Brian Hurt wrote:

While we're blue skying things, I've had an idea for a sorting

algorithm kicking around for a couple of years that might be

interesting. It's a variation on heapsort to make it significantly

more block-friendly. I have no idea if the idea would work, or how

well it'd work, but it might be worthwhile kicking around.

Now, the core idea of heapsort is that the array is put into heap

order- basically, that a[i] >= a[2i+1] and a[i] >= a[2i+2] (doing the

0-based array version here). The problem is that, assuming that the

length of a is larger than memory, then a[2i+1] is likely going to be

on a different page or block than a[i]. That means every time you

have to bubble down a new element, you end up reading O(log N) blocks-

this is *per element*.

The variation is to instead work with blocks, so you have a block of

entries b[i], and you change the definition of heap order, so that

min(b[i]) >= max(b[2i+1]) and min(b[i]) >= max(b[2i+2]). Also, during

bubble down, you need to be carefull to only change the minimum value

of one of the two child blocks b[2i+1] and b[2i+2]. Other than that,

the algorithm works as normal. The advantage of doing it this way is

that while each bubble down still takes O(log N) blocks being touched,

you get a entire block worth of results for your effort. Make your

blocks large enough (say, 1/4 the size of workmem) and you greatly

reduce N, the number of blocks you have to deal with, and get much

better I/O (when you're reading, you're reading megabytes at a shot).

Now, there are boatloads of complexities I'm glossing over here. This

is more of a sketch of the idea. But it's something to consider.

While we're blue skying things, I've had an idea for a sorting

algorithm kicking around for a couple of years that might be

interesting. It's a variation on heapsort to make it significantly

more block-friendly. I have no idea if the idea would work, or how

well it'd work, but it might be worthwhile kicking around.

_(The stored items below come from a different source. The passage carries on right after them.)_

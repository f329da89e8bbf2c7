//! Per-draw transform data for GPU rendering.
//!
//! Every leaf reached during traversal becomes one [`InstanceRaw`] in the
//! frame's instance buffer, so consecutive leaves that share geometry can be
//! drawn with a single instanced call.

use cgmath::{Matrix, Matrix3, Matrix4, SquareMatrix};

use crate::data_structures::model;

/**
 * The raw instance is the actual data stored on the GPU
 */
#[repr(C)]
#[derive(Debug, Copy, Clone, PartialEq, bytemuck::Pod, bytemuck::Zeroable)]
pub struct InstanceRaw {
    pub model: [[f32; 4]; 4],
    pub normal: [[f32; 3]; 3],
}

impl InstanceRaw {
    pub fn from_world(world: &Matrix4<f32>) -> Self {
        Self {
            model: (*world).into(),
            normal: normal_matrix(world).into(),
        }
    }
}

/// Inverse transpose of the upper 3x3, so normals stay perpendicular under
/// the anisotropic scales the building segments use.
pub fn normal_matrix(world: &Matrix4<f32>) -> Matrix3<f32> {
    let upper = Matrix3::from_cols(
        world.x.truncate(),
        world.y.truncate(),
        world.z.truncate(),
    );
    match upper.invert() {
        Some(inverse) => inverse.transpose(),
        // collapsed geometry (zero scale) has no meaningful normals
        None => Matrix3::identity(),
    }
}

/**
 * Stride layout here: the model matrix as four vec4 columns followed by the
 * normal matrix as three vec3 columns.
 */
impl model::Vertex for InstanceRaw {
    fn desc() -> wgpu::VertexBufferLayout<'static> {
        use std::mem;
        wgpu::VertexBufferLayout {
            array_stride: mem::size_of::<InstanceRaw>() as wgpu::BufferAddress,
            // Advance once per instance instead of once per vertex
            step_mode: wgpu::VertexStepMode::Instance,
            attributes: &[
                wgpu::VertexAttribute {
                    offset: 0,
                    shader_location: 5,
                    format: wgpu::VertexFormat::Float32x4,
                },
                // A mat4 takes up 4 vertex slots as it is technically 4 vec4s.
                wgpu::VertexAttribute {
                    offset: mem::size_of::<[f32; 4]>() as wgpu::BufferAddress,
                    shader_location: 6,
                    format: wgpu::VertexFormat::Float32x4,
                },
                wgpu::VertexAttribute {
                    offset: mem::size_of::<[f32; 8]>() as wgpu::BufferAddress,
                    shader_location: 7,
                    format: wgpu::VertexFormat::Float32x4,
                },
                wgpu::VertexAttribute {
                    offset: mem::size_of::<[f32; 12]>() as wgpu::BufferAddress,
                    shader_location: 8,
                    format: wgpu::VertexFormat::Float32x4,
                },
                wgpu::VertexAttribute {
                    offset: mem::size_of::<[f32; 16]>() as wgpu::BufferAddress,
                    shader_location: 9,
                    format: wgpu::VertexFormat::Float32x3,
                },
                wgpu::VertexAttribute {
                    offset: mem::size_of::<[f32; 19]>() as wgpu::BufferAddress,
                    shader_location: 10,
                    format: wgpu::VertexFormat::Float32x3,
                },
                wgpu::VertexAttribute {
                    offset: mem::size_of::<[f32; 22]>() as wgpu::BufferAddress,
                    shader_location: 11,
                    format: wgpu::VertexFormat::Float32x3,
                },
            ],
        }
    }
}
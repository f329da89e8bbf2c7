mod common;

use approx::assert_relative_eq;
use cgmath::{Matrix4, Vector3};
use common::test_utils::FakeFactory;
use skyline::{config::Config, models::Building, scene::Scene};

fn build() -> (Scene<common::test_utils::FakeGeometry>, FakeFactory) {
    let mut factory = FakeFactory::default();
    let scene = Scene::build(&mut factory, &Config::default()).unwrap();
    (scene, factory)
}

#[test]
fn cube_and_hull_are_created_once() {
    let (_, factory) = build();
    assert_eq!(factory.created, ["cube", "burj_base.off", "floor"]);
    assert_eq!(factory.meshes_loaded.get("burj_base.off"), Some(&1));
}

#[test]
fn each_building_gets_its_own_texture() {
    let (scene, factory) = build();
    let config = Config::default();

    for building in Building::ALL {
        let out = scene.graph.world_transforms(scene.tower(building)).unwrap();
        let cube_textures: Vec<_> = out
            .iter()
            .filter(|(leaf, _)| leaf.geometry.label == "cube")
            .map(|(leaf, _)| factory.texture_name(leaf.texture.unwrap()).unwrap())
            .collect();
        assert!(!cube_textures.is_empty());
        assert!(
            cube_textures
                .iter()
                .all(|name| *name == config.textures.for_building(building))
        );
    }
}

#[test]
fn floor_carries_its_texture_in_the_geometry() {
    let (scene, factory) = build();
    let out = scene.graph.world_transforms(scene.floor()).unwrap();
    assert_eq!(out.len(), 1);
    let (leaf, _) = &out[0];
    assert_eq!(leaf.texture, None);
    assert_eq!(factory.texture_name(leaf.geometry.texture.unwrap()), Some("grass.png"));
    // two triangles
    assert_eq!(leaf.geometry.triangles, 2);
}

#[test]
fn roots_pair_the_tower_with_the_floor() {
    let (scene, _) = build();
    for building in Building::ALL {
        assert_eq!(scene.roots(building), [scene.tower(building), scene.floor()]);
    }
    assert_ne!(scene.tower(Building::WillisTower), scene.tower(Building::EmpireState));
}

#[test]
fn placing_a_building_moves_only_that_building() {
    let (mut scene, _) = build();
    let before = scene.graph.world_transforms(scene.tower(Building::EmpireState)).unwrap();
    let willis_before = scene.graph.world_transforms(scene.tower(Building::WillisTower)).unwrap();

    let offset = Matrix4::from_translation(Vector3::new(4.0, 0.0, 0.0));
    let local = scene.graph.local_transform(scene.tower(Building::EmpireState)).unwrap();
    scene.place(Building::EmpireState, offset * local).unwrap();

    let after = scene.graph.world_transforms(scene.tower(Building::EmpireState)).unwrap();
    for ((_, a), (_, b)) in after.iter().zip(&before) {
        assert_relative_eq!(a.w.x, b.w.x + 4.0, epsilon = 1e-5);
    }
    let willis_after = scene.graph.world_transforms(scene.tower(Building::WillisTower)).unwrap();
    for ((_, a), (_, b)) in willis_after.iter().zip(&willis_before) {
        assert_relative_eq!(*a, *b);
    }
}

Now, the core idea of heapsort is that the array is put into heap

order- basically, that a[i] >= a[2i+1] and a[i] >= a[2i+2] (doing the

0-based array version here). The problem is that, assuming that the

length of a is larger than memory, then a[2i+1] is likely going to be

on a different page or block than a[i]. That means every time you

have to bubble down a new element, you end up reading O(log N) blocks-

this is *per element*.

The variation is to instead work with blocks, so you have a block of

entries b[i], and you change the definition of heap order, so that

min(b[i]) >= max(b[2i+1]) and min(b[i]) >= max(b[2i+2]). Also, during

bubble down, you need to be carefull to only change the minimum value

of one of the two child blocks b[2i+1] and b[2i+2]. Other than that,

the algorithm works as normal. The advantage of doing it this way is

that while each bubble down still takes O(log N) blocks being touched,

you get a entire block worth of results for your effort. Make your

blocks large enough (say, 1/4 the size of workmem) and you greatly

reduce N, the number of blocks you have to deal with, and get much

better I/O (when you're reading, you're reading megabytes at a shot).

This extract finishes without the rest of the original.